§ **Brief**: Could you copy every line of the data that contains the word "UsersModel"?

[[ The data open ]]

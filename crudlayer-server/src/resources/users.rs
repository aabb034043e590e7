//! Users, stored in the `users` collection and keyed by `user_id`.
//!
//! Besides the key, `username`, `account_name` and `email` are each unique. Passwords
//! are stored as given.

use async_trait::async_trait;
use serde::{Deserialize, Serialize};

use crudlayer::prelude::*;

use super::{CrudResource, require_non_empty, require_non_empty_if_present};

pub const COLLECTION: &str = "users";
pub const ID_KEY: &str = "user_id";

#[derive(Debug, Clone, PartialEq, Eq, Serialize, Deserialize)]
pub struct User {
    pub user_id: String,
    pub username: String,
    pub password: String,
    pub account_name: String,
    pub email: String,
}

impl Item for User {
    fn id(&self) -> &str {
        &self.user_id
    }

    fn id_key() -> &'static str {
        ID_KEY
    }

    fn collection_name() -> &'static str {
        COLLECTION
    }
}

#[derive(Debug, Clone, Default, PartialEq, Eq, Serialize, Deserialize)]
pub struct UserUpdate {
    pub user_id: String,
    #[serde(default, skip_serializing_if = "Option::is_none")]
    pub username: Option<String>,
    #[serde(default, skip_serializing_if = "Option::is_none")]
    pub password: Option<String>,
    #[serde(default, skip_serializing_if = "Option::is_none")]
    pub account_name: Option<String>,
    #[serde(default, skip_serializing_if = "Option::is_none")]
    pub email: Option<String>,
}

#[derive(Debug, Clone, Default, PartialEq, Eq, Deserialize)]
pub struct UserSearchOptions {
    #[serde(default)]
    pub current_page: i64,
    /// Exact user id. An empty string does not filter.
    #[serde(default)]
    pub user_id: Option<String>,
    #[serde(default)]
    pub username: Option<MatchOption>,
    #[serde(default)]
    pub account_name: Option<MatchOption>,
    #[serde(default)]
    pub email: Option<MatchOption>,
}

impl UserSearchOptions {
    pub fn page(current_page: i64) -> Self {
        Self {
            current_page,
            ..Self::default()
        }
    }
}

#[derive(Debug, Clone)]
pub struct UsersModel<B> {
    base: BaseModel<User, B>,
}

impl<B: StoreBackend> UsersModel<B> {
    pub fn new(backend: B, page_size: u64) -> CrudResult<Self> {
        Ok(Self {
            base: BaseModel::new(backend, page_size)?,
        })
    }

    pub fn schema() -> CollectionSchema {
        let field = |name: &str, description: &str| {
            FieldRule::string(name).non_empty().description(description)
        };

        CollectionSchema::builder(COLLECTION)
            .field(field(ID_KEY, "User ID must not be empty"))
            .field(field("username", "Username must not be empty"))
            .field(field("password", "Password must not be empty"))
            .field(field("account_name", "Account name must not be empty"))
            .field(field("email", "Email must not be empty"))
            .index(IndexSpec::new("user_id_1", [ID_KEY]).unique())
            .index(IndexSpec::new("username_1", ["username"]).unique())
            .index(IndexSpec::new("account_name_1", ["account_name"]).unique())
            .index(IndexSpec::new("email_1", ["email"]).unique())
            .build()
    }

    pub async fn init(&self) -> CrudResult<()> {
        self.base.ensure_collection(&Self::schema()).await
    }

    pub fn base(&self) -> &BaseModel<User, B> {
        &self.base
    }

    /// Stores a new user, failing with `DataAlreadyInUsed` when any unique field is taken.
    pub async fn insert(&self, user: &User) -> CrudResult<()> {
        require_non_empty(ID_KEY, &user.user_id)?;
        require_non_empty("username", &user.username)?;
        require_non_empty("password", &user.password)?;
        require_non_empty("account_name", &user.account_name)?;
        require_non_empty("email", &user.email)?;

        let taken = Filter::or([
            Filter::eq(ID_KEY, user.user_id.as_str()),
            Filter::eq("username", user.username.as_str()),
            Filter::eq("account_name", user.account_name.as_str()),
            Filter::eq("email", user.email.as_str()),
        ]);
        if self.base.exists(&taken).await? {
            tracing::debug!(user_id = %user.user_id, "user data already in use");
            return Err(CrudError::DataAlreadyInUsed);
        }

        self.base.insert(user).await
    }

    pub async fn get_by_id(&self, user_id: &str) -> CrudResult<User> {
        self.base.get_by_id(user_id).await
    }

    pub async fn update(&self, patch: &UserUpdate) -> CrudResult<()> {
        require_non_empty(ID_KEY, &patch.user_id)?;
        require_non_empty_if_present("username", patch.username.as_deref())?;
        require_non_empty_if_present("password", patch.password.as_deref())?;
        require_non_empty_if_present("account_name", patch.account_name.as_deref())?;
        require_non_empty_if_present("email", patch.email.as_deref())?;

        self.base.update(&patch.user_id, patch).await
    }

    pub async fn delete(&self, user_id: &str) -> CrudResult<()> {
        self.base.delete(user_id).await
    }

    /// Searches users ordered by user id.
    pub async fn search(&self, options: &UserSearchOptions) -> CrudResult<PaginationData<User>> {
        let mut builder =
            SearchPipelineBuilder::new().sorted_by(vec![SortKey::asc(ID_KEY)])?;

        if let Some(user_id) = options.user_id.as_deref().filter(|id| !id.is_empty()) {
            builder = builder.match_field(ID_KEY, &MatchOption::equal(user_id))?;
        }
        for (field, option) in [
            ("username", &options.username),
            ("account_name", &options.account_name),
            ("email", &options.email),
        ] {
            if let Some(option) = option {
                builder = builder.match_field(field, option)?;
            }
        }

        self.base
            .search(BaseSearchOptions::new(options.current_page, builder))
            .await
    }
}

#[async_trait]
impl<B: StoreBackend + 'static> CrudResource for UsersModel<B> {
    type Item = User;
    type Update = UserUpdate;
    type SearchOptions = UserSearchOptions;

    fn name(&self) -> &'static str {
        "users"
    }

    async fn insert(&self, item: User) -> CrudResult<()> {
        UsersModel::insert(self, &item).await
    }

    async fn read_one(&self, id: &str) -> CrudResult<User> {
        self.get_by_id(id).await
    }

    async fn read(&self, options: UserSearchOptions) -> CrudResult<PaginationData<User>> {
        self.search(&options).await
    }

    async fn update(&self, patch: UserUpdate) -> CrudResult<()> {
        UsersModel::update(self, &patch).await
    }

    async fn delete(&self, id: &str) -> CrudResult<()> {
        UsersModel::delete(self, id).await
    }
}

[[ The data closed ]]

§ **Exercise response**:
pub struct UsersModel<B> {
impl<B: StoreBackend> UsersModel<B> {
impl<B: StoreBackend + 'static> CrudResource for UsersModel<B> {
        UsersModel::insert(self, &item).await
        UsersModel::update(self, &patch).await
        UsersModel::delete(self, id).await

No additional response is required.